LDR/STR instructions with register-specified shift amounts.
No co-processor interface or co-processor instructions.

ARM2 The ARM2 chip features 27 registers of which 16 are accessible at any one time. Four processor modes are available -

USR : user mode
IRQ : interrupt mode ( with a private copy of R13 and R14.)
FIQ : fast interrupt mode ( private copies of R8 to R14.)
SVC : supervisor mode. (private copies of R13 and R14.)

Only non USR mode code may change the processor mode providing hardware security if the hardware and physical memory is only accessible from privileged code. Due to the top six bits of the program counter being used to hold the processor status flags this chip was restricted to addressing 26 bits of memory, or a 64 Megabyte address space. In actuality there are eight bits of processor status held in the PC register. Because an ARM instruction is always four bytes long the bottom two bits of the PC were always an implied zero when the register was being used as a PC. When that register is used for other operations the bottom bits reflect the mode the processor is operating in. (00 - USR, 01 - IRQ, 10 - FIQ & 11 - SVC)

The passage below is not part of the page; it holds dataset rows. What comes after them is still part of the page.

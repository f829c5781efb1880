use serde::{Deserialize, Serialize};
use std::fmt;
use std::ops::{Add, Div, Mul, Neg, Sub};

/// A 2D coordinate in the search region. Wolves, targets and bounds are all points.
#[derive(Debug, Clone, Copy, PartialEq, Default, Serialize, Deserialize)]
pub struct Point {
    pub x: f32,
    pub y: f32,
}

impl Point {
    pub const ORIGIN: Point = Point { x: 0.0, y: 0.0 };

    #[inline(always)]
    pub const fn new(x: f32, y: f32) -> Self {
        Self { x, y }
    }

    /// Same value on both axes.
    #[inline(always)]
    pub const fn splat(v: f32) -> Self {
        Self { x: v, y: v }
    }

    #[inline(always)]
    pub fn abs(self) -> Self {
        Self::new(self.x.abs(), self.y.abs())
    }

    /// Componentwise product.
    #[inline(always)]
    pub fn hadamard(self, other: Point) -> Self {
        Self::new(self.x * other.x, self.y * other.y)
    }

    #[inline(always)]
    pub fn distance(self, other: Point) -> f32 {
        let dx = self.x - other.x;
        let dy = self.y - other.y;
        (dx * dx + dy * dy).sqrt()
    }

    pub fn is_finite(self) -> bool {
        self.x.is_finite() && self.y.is_finite()
    }

    /// Arithmetic mean of a set of points. `None` for an empty slice.
    pub fn mean(points: &[Point]) -> Option<Point> {
        if points.is_empty() {
            return None;
        }
        let sum = points.iter().fold(Point::ORIGIN, |acc, &p| acc + p);
        Some(sum / points.len() as f32)
    }
}

impl Add for Point {
    type Output = Point;

    #[inline(always)]
    fn add(self, rhs: Point) -> Point {
        Point::new(self.x + rhs.x, self.y + rhs.y)
    }
}

impl Sub for Point {
    type Output = Point;

    #[inline(always)]
    fn sub(self, rhs: Point) -> Point {
        Point::new(self.x - rhs.x, self.y - rhs.y)
    }
}

impl Mul<f32> for Point {
    type Output = Point;

    #[inline(always)]
    fn mul(self, rhs: f32) -> Point {
        Point::new(self.x * rhs, self.y * rhs)
    }
}

impl Div<f32> for Point {
    type Output = Point;

    #[inline(always)]
    fn div(self, rhs: f32) -> Point {
        Point::new(self.x / rhs, self.y / rhs)
    }
}

impl Neg for Point {
    type Output = Point;

    fn neg(self) -> Point {
        Point::new(-self.x, -self.y)
    }
}

impl From<(f32, f32)> for Point {
    fn from((x, y): (f32, f32)) -> Self {
        Self::new(x, y)
    }
}

impl fmt::Display for Point {
    fn fmt(&self, f: &mut fmt::Formatter<'_>) -> fmt::Result {
        match f.precision() {
            Some(p) => write!(f, "({:.*}, {:.*})", p, self.x, p, self.y),
            None => write!(f, "({}, {})", self.x, self.y),
        }
    }
}

#[cfg(test)]
mod tests {
    use super::*;

    #[test]
    fn test_vector_algebra() {
        let a = Point::new(1.0, -2.0);
        let b = Point::new(3.0, 4.0);

        assert_eq!(a + b, Point::new(4.0, 2.0));
        assert_eq!(a - b, Point::new(-2.0, -6.0));
        assert_eq!(a * 2.0, Point::new(2.0, -4.0));
        assert_eq!(b / 2.0, Point::new(1.5, 2.0));
        assert_eq!(a.abs(), Point::new(1.0, 2.0));
        assert_eq!(a.hadamard(b), Point::new(3.0, -8.0));
        assert_eq!(-a, Point::new(-1.0, 2.0));
    }

    #[test]
    fn test_distance_is_euclidean() {
        let a = Point::new(0.0, 0.0);
        let b = Point::new(3.0, 4.0);
        assert_eq!(a.distance(b), 5.0);
        assert_eq!(b.distance(a), 5.0);
        assert_eq!(a.distance(a), 0.0);
    }

    #[test]
    fn test_mean() {
        let pts = [
            Point::new(0.0, 0.0),
            Point::new(3.0, 0.0),
            Point::new(0.0, 3.0),
        ];
        assert_eq!(Point::mean(&pts), Some(Point::new(1.0, 1.0)));
        assert_eq!(Point::mean(&[]), None);
    }

    #[test]
    fn test_display_precision() {
        let p = Point::new(1.23456, 7.0);
        assert_eq!(format!("{:.2}", p), "(1.23, 7.00)");
    }
}
//! Puma process supervisor configuration.
//!
//! Resolved once from [`SupervisorSettings`] (which already carries the
//! `WEB_CONCURRENCY` and `SPREE_SHARED_PATH` overrides) and rendered as a
//! `puma.rb` for the web workers.

use crate::config::SupervisorSettings;
use crate::error::StorefrontError;
use serde::{Deserialize, Serialize};
use std::fmt::Write as _;
use std::path::{Path, PathBuf};

/// How a deploy tells the worker pool to pick up the new release.
#[derive(Debug, Clone, Copy, PartialEq, Eq, Serialize, Deserialize)]
#[serde(rename_all = "snake_case")]
pub enum RestartStrategy {
    /// `plugin :tmp_restart`; touching `tmp/restart.txt` restarts the pool.
    TmpRestart,
    /// Rolling worker restart through `pumactl phased-restart`.
    PhasedRestart,
    None,
}

/// What `deploy:restart` needs to signal the supervisor.
#[derive(Debug, Clone, PartialEq, Eq)]
pub struct RestartPlan {
    pub strategy: RestartStrategy,
    pub state_path: PathBuf,
}

#[derive(Debug, Clone, PartialEq, Eq)]
pub struct SupervisorConfig {
    pub environment: String,
    pub directory: Option<PathBuf>,
    pub workers: usize,
    pub threads: (usize, usize),
    pub socket: PathBuf,
    pub pidfile: PathBuf,
    pub state_path: PathBuf,
    pub stdout_log: PathBuf,
    pub stderr_log: PathBuf,
    pub append_logs: bool,
    pub preload_app: bool,
    pub control_app: bool,
    pub restart: RestartStrategy,
}

impl SupervisorConfig {
    pub fn resolve(settings: &SupervisorSettings) -> Result<Self, StorefrontError> {
        if settings.workers == 0 {
            return Err(StorefrontError::InvalidConfig(
                "supervisor.workers must be at least 1".to_string(),
            ));
        }
        if settings.min_threads == 0 || settings.min_threads > settings.max_threads {
            return Err(StorefrontError::InvalidConfig(format!(
                "supervisor threads must satisfy 1 <= min <= max, got {}..{}",
                settings.min_threads, settings.max_threads
            )));
        }

        let shared = settings.shared_path.as_path();
        Ok(Self {
            environment: settings.environment.clone(),
            directory: settings.directory.clone(),
            workers: settings.workers,
            threads: (settings.min_threads, settings.max_threads),
            socket: shared.join("tmp/sockets/puma.sock"),
            pidfile: shared.join("tmp/pids/puma.pid"),
            state_path: shared.join("tmp/pids/puma.state"),
            stdout_log: shared.join("log/puma_stdout.log"),
            stderr_log: shared.join("log/puma_stderr.log"),
            append_logs: settings.append_logs,
            preload_app: settings.preload_app,
            control_app: settings.control_app,
            restart: settings.restart,
        })
    }

    pub fn bind_uri(&self) -> String {
        format!("unix://{}", self.socket.display())
    }

    pub fn restart_plan(&self) -> RestartPlan {
        RestartPlan {
            strategy: self.restart,
            state_path: self.state_path.clone(),
        }
    }

    /// Render as a `puma.rb`.
    pub fn render(&self) -> String {
        let mut out = String::from("# Generated by storefront; edit storefront.toml instead.\n\n");
        let _ = writeln!(out, "workers {}", self.workers);
        let _ = writeln!(out, "threads {}, {}", self.threads.0, self.threads.1);
        let _ = writeln!(out, "environment {}", ruby_str(&self.environment));
        if self.preload_app {
            out.push_str("preload_app!\n");
        }
        if let Some(dir) = &self.directory {
            let _ = writeln!(out, "directory {}", ruby_path(dir));
        }
        out.push('\n');
        let _ = writeln!(out, "bind {}", ruby_str(&self.bind_uri()));
        let _ = writeln!(out, "pidfile {}", ruby_path(&self.pidfile));
        let _ = writeln!(out, "state_path {}", ruby_path(&self.state_path));
        let _ = writeln!(
            out,
            "stdout_redirect {}, {}, {}",
            ruby_path(&self.stdout_log),
            ruby_path(&self.stderr_log),
            self.append_logs
        );
        if self.control_app {
            out.push_str("\nactivate_control_app\n");
        }
        if self.restart == RestartStrategy::TmpRestart {
            out.push_str("\nplugin :tmp_restart\n");
        }
        out
    }
}

fn ruby_path(path: &Path) -> String {
    ruby_str(&path.display().to_string())
}

fn ruby_str(value: &str) -> String {
    format!("\"{}\"", value.replace('\\', "\\\\").replace('"', "\\\""))
}
pub mod prepare;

A three stage instruction pipeline allows the chip to execute instructions quickly with a fairly low transistor count. One side effect of the pipeline is the ability to get a 'free' rotation/shift on every instruction as one stage of the pipeline dealt exclusively with a barrel shift of a given register. Combined with the condition execution of every instruction then long runs of code without branches, which stall the pipeline, could be achieved allowing a fairly high instruction execution speed for the clock rate. (About 0.6 instructions per clock cycle on average)

The ARM2 chip was clocked at 8 MHz giving an average performance of 4-4.7 MIPS.

ARM3 This is an ARM2 core macrocell with a cache and dedicated coprocessor interface added. The register set was unchanged and no new processor modes were added. What was new, in the ARM3 chip produced, was the addition of an on chip cache (4Kbyte, 64 way set associative, random replacement, 4 word lines, write through, mixed data and instructions.) and much faster clock speeds. Also new were adjustments to the co-processor interface on the chip including defining co-processor fifteen to be cache control and chip identification.

Finally one new instruction was added, the SWP instruction. A monotonic register to memory swap command useful for multi-processor arrays.

Several speeds of ARM3 chips were produced. Initially 26 MHz varieties were released with the A540 machines, then 25 MHz versions were used in the A5000 and 24 MHz ones in the A4. Finally a 33MHz version was produced and used in the alpha variant of the A5000.

A second incarnation of the chip was as the ARM250 which was a 12MHz variant of the ARM3 cell and had the IOC1, VIDC1a and MEMC1 chips all integrated into the one chip but unlike the normal ARM3 it had no processor cache. The ARM250 delivered about 7 MIPS performance.

A 24 MHz ARM3 using a 12MHz main memory will produce an average speed of execution of 13.26 MIPS. At 33 MHz 17.96 MIPS is delivered.

ARM4 & ARM5 These were never made. In the change over from Acorn to Armltd designing the processors the number scheme for the chips was changed. As such the numbers 4 and 5 were skipped.
ARM6 This processor cell is the first of the commercially available ARMs to have a full 32bit addressing capability. Additionally the processor now has 31 registers in it along with six new processor modes :-

User32 - 32 bit USR mode.
Supervisor32 - 32 bit SVC mode. (private SPSR register)
IRQ32 - 32 bit IRQ mode. (private SPSR register)
FIQ32 - 32 bit FIQ mode. (private SPSR register)
Abort32 - Memory fetch abort more. (private SPSR register)
Undefined32 Undefined instruction mode. (private SPSR register)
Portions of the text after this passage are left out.